Reproduce exactly the lines that run from the start of the records below to the line with "instead, so the", inclusive.

[Saved entries]
'''

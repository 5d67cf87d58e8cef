//! The navigator graph: building, filtering, layout and the canvas that shows it.

pub mod builder;
mod component;
pub mod filter;
pub mod fullscreen;
pub mod layout;
mod render;
pub mod state;
mod types;
pub mod viewport;

pub use builder::{BuildStats, build_graph, build_graph_with_stats};
pub use component::ForceGraphCanvas;
pub use filter::{FilterCriteria, filter_graph};
pub use layout::{LayoutConfig, SimNode, Simulation, TickObserver, start_layout};
pub use types::{GraphData, GraphLink, GraphNode, LinkKind, NodeCategory};
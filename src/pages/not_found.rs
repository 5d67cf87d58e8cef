use leptos::prelude::*;
use leptos_router::components::A;

/// 404 page
#[component]
pub fn NotFound() -> impl IntoView {
	view! {
		<main class="page not-found">
			<h1>"Page not found"</h1>
			<p>"There is nothing at this address."</p>
			<A href="/">"Back to the navigator"</A>
		</main>
	}
}
//! Fullscreen toggling with a CSS fallback.
//!
//! The platform API is tried first. When it is missing or refuses the request
//! the container is expanded with a fixed-position style instead, so the
//! control always ends in a usable state. Promise rejections from the API are
//! caught and logged, never left unhandled.

use js_sys::{Function, Promise, Reflect};
use log::{debug, info, warn};
use thiserror::Error;
use wasm_bindgen::prelude::*;
use web_sys::Element;

/// How the graph container is currently enlarged.
#[derive(Clone, Copy, Debug, Default, PartialEq, Eq)]
pub enum FullscreenMode {
	/// Normal layout.
	#[default]
	Off,
	/// Browser fullscreen API.
	Native,
	/// Fixed-position overlay styled by CSS.
	CssFallback,
}

impl FullscreenMode {
	/// Whether the container covers the window in either way.
	pub fn is_active(self) -> bool {
		self != Self::Off
	}
}

/// Why native fullscreen could not be entered.
#[derive(Debug, Error, PartialEq, Eq)]
pub enum FullscreenError {
	/// The document does not offer the fullscreen API.
	#[error("fullscreen API unavailable")]
	Unsupported,
	/// The browser refused the request.
	#[error("fullscreen request rejected: {0}")]
	Rejected(String),
}

/// Mode after the user presses the fullscreen button in `current`.
///
/// `request` attempts native fullscreen and is only called when leaving
/// [`FullscreenMode::Off`].
pub fn next_mode(
	current: FullscreenMode,
	request: impl FnOnce() -> Result<(), FullscreenError>,
) -> FullscreenMode {
	match current {
		FullscreenMode::Off => match request() {
			Ok(()) => FullscreenMode::Native,
			Err(err) => {
				warn!("{err}; using CSS fullscreen");
				FullscreenMode::CssFallback
			}
		},
		FullscreenMode::Native | FullscreenMode::CssFallback => FullscreenMode::Off,
	}
}

/// Mode after a `fullscreenchange` event, e.g. the user pressed Escape.
pub fn after_change(current: FullscreenMode, native_active: bool) -> FullscreenMode {
	match (current, native_active) {
		(FullscreenMode::Native, false) => FullscreenMode::Off,
		(_, true) => FullscreenMode::Native,
		(mode, false) => mode,
	}
}

/// Mode after an asynchronous `fullscreenerror` event.
pub fn after_error(current: FullscreenMode) -> FullscreenMode {
	match current {
		FullscreenMode::Native => {
			warn!("Fullscreen request failed asynchronously; using CSS fullscreen");
			FullscreenMode::CssFallback
		}
		mode => mode,
	}
}

/// `next` when it differs from `current`. A mode change resizes the canvas
/// and restarts the layout, so an unchanged mode must not be published.
pub fn transition(current: FullscreenMode, next: FullscreenMode) -> Option<FullscreenMode> {
	(current != next).then_some(next)
}

fn rejected(err: JsValue) -> FullscreenError {
	FullscreenError::Rejected(format!("{err:?}"))
}

/// Call the zero-argument method `name` on `target`. A synchronous throw is
/// returned as an error; a rejected promise is passed to `on_reject`.
fn call_guarded(
	target: &JsValue,
	name: &str,
	on_reject: impl FnOnce(FullscreenError) + 'static,
) -> Result<(), FullscreenError> {
	let method = Reflect::get(target, &JsValue::from_str(name))
		.ok()
		.and_then(|f| f.dyn_into::<Function>().ok())
		.ok_or(FullscreenError::Unsupported)?;
	let result = method.call0(target).map_err(rejected)?;
	// Older engines return undefined instead of a promise.
	if let Ok(promise) = result.dyn_into::<Promise>() {
		let handler = Closure::once(move |err: JsValue| on_reject(rejected(err)));
		let _ = promise.catch(&handler);
		handler.forget();
	}
	Ok(())
}

fn request_native(
	element: &Element,
	on_reject: impl FnOnce() + 'static,
) -> Result<(), FullscreenError> {
	let document = web_sys::window()
		.and_then(|w| w.document())
		.ok_or(FullscreenError::Unsupported)?;
	if !document.fullscreen_enabled() {
		return Err(FullscreenError::Unsupported);
	}
	call_guarded(element.as_ref(), "requestFullscreen", move |err| {
		warn!("{err}");
		on_reject();
	})
}

fn exit_native() {
	let Some(document) = web_sys::window().and_then(|w| w.document()) else {
		return;
	};
	if document.fullscreen_element().is_none() {
		return;
	}
	let exited = call_guarded(document.as_ref(), "exitFullscreen", |err| {
		debug!("Leaving fullscreen: {err}");
	});
	if let Err(err) = exited {
		warn!("Leaving fullscreen: {err}");
	}
}

/// Whether the document currently has a native fullscreen element.
pub fn native_active() -> bool {
	web_sys::window()
		.and_then(|w| w.document())
		.and_then(|d| d.fullscreen_element())
		.is_some()
}

/// Enter or leave fullscreen for `element` and return the new mode.
///
/// `on_reject` runs if the browser later rejects a native request that was
/// accepted synchronously; pair it with [`after_error`].
pub fn toggle(
	element: &Element,
	current: FullscreenMode,
	on_reject: impl FnOnce() + 'static,
) -> FullscreenMode {
	if current == FullscreenMode::Native {
		exit_native();
	}
	let next = next_mode(current, || request_native(element, on_reject));
	info!("Fullscreen: {current:?} -> {next:?}");
	next
}
/// A press that started on a node.
#[derive(Clone, Debug, Default)]
pub struct DragState {
	/// Button is down over a node.
	pub active: bool,
	/// The pressed node.
	pub node_idx: Option<usize>,
	/// Press position, screen pixels.
	pub start_x: f64,
	/// Press position, screen pixels.
	pub start_y: f64,
	/// Node position at press time, graph units.
	pub node_start_x: f64,
	/// Node position at press time, graph units.
	pub node_start_y: f64,
	/// Travel exceeded [`CLICK_SLOP`]; the press is a drag, not a click.
	pub moved: bool,
}

/// A press that started on empty canvas.
#[derive(Clone, Debug, Default)]
pub struct PanState {
	/// Button is down over empty canvas.
	pub active: bool,
	/// Press position, screen pixels.
	pub start_x: f64,
	/// Press position, screen pixels.
	pub start_y: f64,
	/// Transform offset at press time.
	pub transform_start_x: f64,
	/// Transform offset at press time.
	pub transform_start_y: f64,
	/// Travel exceeded [`CLICK_SLOP`]; the press is a pan, not a click.
	pub moved: bool,
}

/// Hovered node and the fade of its highlight.
#[derive(Clone, Debug, Default)]
pub struct HoverState {
	/// Node under the pointer.
	pub node: Option<usize>,
	/// Its neighbors.
	pub neighbors: HashSet<usize>,
	/// Highlight strength in [0, 1].
	pub highlight_t: f64,
	/// Node still fading out after the pointer left it.
	pub prev_node: Option<usize>,
	/// Neighbors of `prev_node`.
	pub prev_neighbors: HashSet<usize>,
	delay_t: f64,
}

/// Navigator selection state machine.
#[derive(Clone, Debug, Default, PartialEq)]
pub enum Selection {
	/// Nothing selected.
	#[default]
	Idle,
	/// `node` is pinned with `neighbors` ringed around it.
	Selected {
		/// Selected node index.
		node: usize,
		/// Its neighbors, in ring order.
		neighbors: Vec<usize>,
	},
}

/// What a pointer release amounted to.
#[derive(Clone, Copy, Debug, PartialEq, Eq)]
pub enum PointerOutcome {
	/// Nothing happened.
	None,
	/// A node was dragged and stays pinned where it was dropped.
	Dragged,
	/// The view was panned.
	Panned,
	/// A node was clicked and is now selected.
	Selected(usize),
	/// Empty canvas was clicked; selection and pins were cleared.
	Cleared,
}

/// One graph on one canvas. Replaced wholesale when the graph or the
/// viewport changes.
pub struct ForceGraphState {
	/// The running layout.
	pub simulation: Simulation,
	/// Positions as of the last tick.
	pub positions: PositionBuffer,
	/// Drawing data per node.
	pub nodes: Vec<NodeInfo>,
	/// Collapsed edges to stroke.
	pub edges: Vec<DrawEdge>,
	/// Current zoom and pan.
	pub transform: ViewTransform,
	/// Animated zoom in progress, if any.
	pub transition: Option<Transition>,
	/// Node drag gesture.
	pub drag: DragState,
	/// Pan gesture.
	pub pan: PanState,
	/// Hover highlight.
	pub hover: HoverState,
	/// Selection machine.
	pub selection: Selection,
	/// Viewport width, pixels.
	pub width: f64,
	/// Viewport height, pixels.
	pub height: f64,
	/// Seconds of animation, drives the dash offset.
	pub flow_time: f64,
	adjacency: Vec<Vec<usize>>,
	/// Nodes the user dropped; they outlive selection changes.
	drag_pins: HashSet<usize>,
}
impl LayoutConfig {
	/// Configuration for a viewport `width` units wide.
	pub fn for_viewport(width: f64) -> Self {
		Self {
			scale: if width < MOBILE_BREAKPOINT {
				MOBILE_FACTOR
			} else {
				1.0
			},
			..Self::default()
		}
	}

	/// Target spring length for `kind`.
	pub fn link_distance(&self, kind: LinkKind) -> f64 {
		kind.distance() * self.scale
	}

	/// Spring strength for a link of `weight`.
	pub fn link_strength(&self, weight: f64) -> f64 {
		(weight * self.spring_factor).max(0.0)
	}

	/// Many-body charge for `category`; negative values repel.
	pub fn charge(&self, category: NodeCategory) -> f64 {
		category.charge() * self.scale
	}

	/// Collision radius for a node of visual `size`.
	pub fn collision_radius(&self, size: f64) -> f64 {
		(size + self.collision_padding) * self.scale
	}
}

/// Simulated state of one node, index-aligned with the input node list.
#[derive(Clone, Debug, PartialEq)]
pub struct SimNode {
	/// Position.
	pub x: f64,
	/// Position.
	pub y: f64,
	/// Velocity.
	pub vx: f64,
	/// Velocity.
	pub vy: f64,
	/// Fixed x position while pinned.
	pub fx: Option<f64>,
	/// Fixed y position while pinned.
	pub fy: Option<f64>,
	/// Visual radius.
	pub size: f64,
	/// Collision radius.
	pub radius: f64,
	/// Many-body charge.
	pub charge: f64,
}

impl SimNode {
	/// Whether the physics leaves this node alone.
	pub fn is_pinned(&self) -> bool {
		self.fx.is_some() || self.fy.is_some()
	}
}

#[derive(Clone, Debug)]
struct SimLink {
	source: usize,
	target: usize,
	distance: f64,
	strength: f64,
	bias: f64,
}

/// Receives node positions after every completed tick.
pub trait TickObserver {
	/// Called once per tick with the freshly integrated nodes.
	fn on_tick(&mut self, nodes: &[SimNode]);
}

impl<F: FnMut(&[SimNode])> TickObserver for F {
	fn on_tick(&mut self, nodes: &[SimNode]) {
		self(nodes)
	}
}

'''

— Task response —
repository 5d67cf87d58e8cef
//! The navigator graph: building, filtering, layout and the canvas that shows it.

pub mod builder;
mod component;
pub mod filter;
pub mod fullscreen;
pub mod layout;
mod render;
pub mod state;
mod types;
pub mod viewport;

pub use builder::{BuildStats, build_graph, build_graph_with_stats};
pub use component::ForceGraphCanvas;
pub use filter::{FilterCriteria, filter_graph};
pub use layout::{LayoutConfig, SimNode, Simulation, TickObserver, start_layout};
pub use types::{GraphData, GraphLink, GraphNode, LinkKind, NodeCategory};
filename src/pages/not_found.rs
repository 5d67cf87d58e8cef
use leptos::prelude::*;
use leptos_router::components::A;

/// 404 page
#[component]
pub fn NotFound() -> impl IntoView {
	view! {
		<main class="page not-found">
			<h1>"Page not found"</h1>
			<p>"There is nothing at this address."</p>
			<A href="/">"Back to the navigator"</A>
		</main>
	}
}
//! Fullscreen toggling with a CSS fallback.
//!
//! The platform API is tried first. When it is missing or refuses the request
//! the container is expanded with a fixed-position style instead, so the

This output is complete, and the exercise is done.